4705 S. Apopka Vineland Rd. Suite 210 Orlando, FL   32819
(Address of principal executive offices)   (zip code)

(855) 294-3800

(Registrant’s telephone number, including area code)

 

(Former Name or Former Address, if Changed Since Last Report)

 

 

Check the appropriate box below if the Form 8-K filing is intended to simultaneously satisfy the filing obligation of the registrant under any of the following provisions:

 

¨ Written communications pursuant to Rule 425 under the Securities Act (17 CFR 230.425)

 

¨ Soliciting material pursuant to Rule 14a-12 under the Exchange Act (17 CFR 240.14a-12)

 

¨ Pre-commencement communications pursuant to Rule 14d-2(b) under the Exchange Act (17 CFR 240.14d-2(b))

 

¨ Pre-commencement communications pursuant to Rule 13e-4(c) under the Exchange Act (17 CFR 240.13e-4(c))

 

 

 


Item 5.02. Departure of Directors or Certain Officers; Election of Directors; Appointment of Certain Officers; Compensatory Arrangements of Certain Officers.

(b) On March 2, 2015, Mr. Bel Lazar informed the Board of Directors of his decision to resign as the President and Chief Executive Officer of API Technologies Corp. (the “Company”), effective immediately.

(c), (d), (e) On March 2, 2015, the Company announced that Mr. Robert Tavares was appointed as President and Chief Executive Officer of the Company, effective March 2, 2015. Simultaneously with his appointment as President and Chief Executive Officer, Mr. Tavares was appointed to the Board of Directors of the Company in connection with the terms of his employment letter agreement. He is not expected to serve on any committees of the Board of Directors and will not receive any additional compensation for serving on the Board of Directors.

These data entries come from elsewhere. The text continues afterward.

//! Talking to the remote processing service.

mod client;
mod endpoints;
mod orchestrator;

pub use client::{HttpProcessingClient, ProcessingBackend, UploadReceipt, UploadRequest};
pub use endpoints::Endpoints;
pub use orchestrator::{SubmissionOrchestrator, SubmissionOutcome};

Mr. Tavares, 53, joins the Company with 30 years of experience in microelectronics and semiconductors for both commercial and defense applications. From March 2012 until joining the Company, Mr. Tavares served as the President of Crane Electronics Inc., which serves the defense, commercial aerospace and medical markets with microelectronic based solutions for power and microwave applications. Prior experience includes serving as the President of e2v US Operations, a supplier of technology solutions in RF power, semiconductors, including lifecycle management as well as high performance imaging semiconductors for space instrumentation from July 2010 to March 2012. Mr. Tavares also served as a Director of Hunter Technologies, a privately held PCB and EMS provider in Santa Clara CA from June 2010 to April of 2012. Mr. Tavares spent most of his career, from May 1985 to February 2010, at Tyco Electronics, M/A Com Division where he started his career as a design and development engineer and progressively advanced to become the Vice President, General Manager, where he was responsible for setting the strategic direction, growth and profitability of a $320 million RF and microwave multi-site business making a diverse set of highly custom and application specific technology solutions. Mr. Tavares holds a B.S in Engineering from the University of Massachusetts, Dartmouth.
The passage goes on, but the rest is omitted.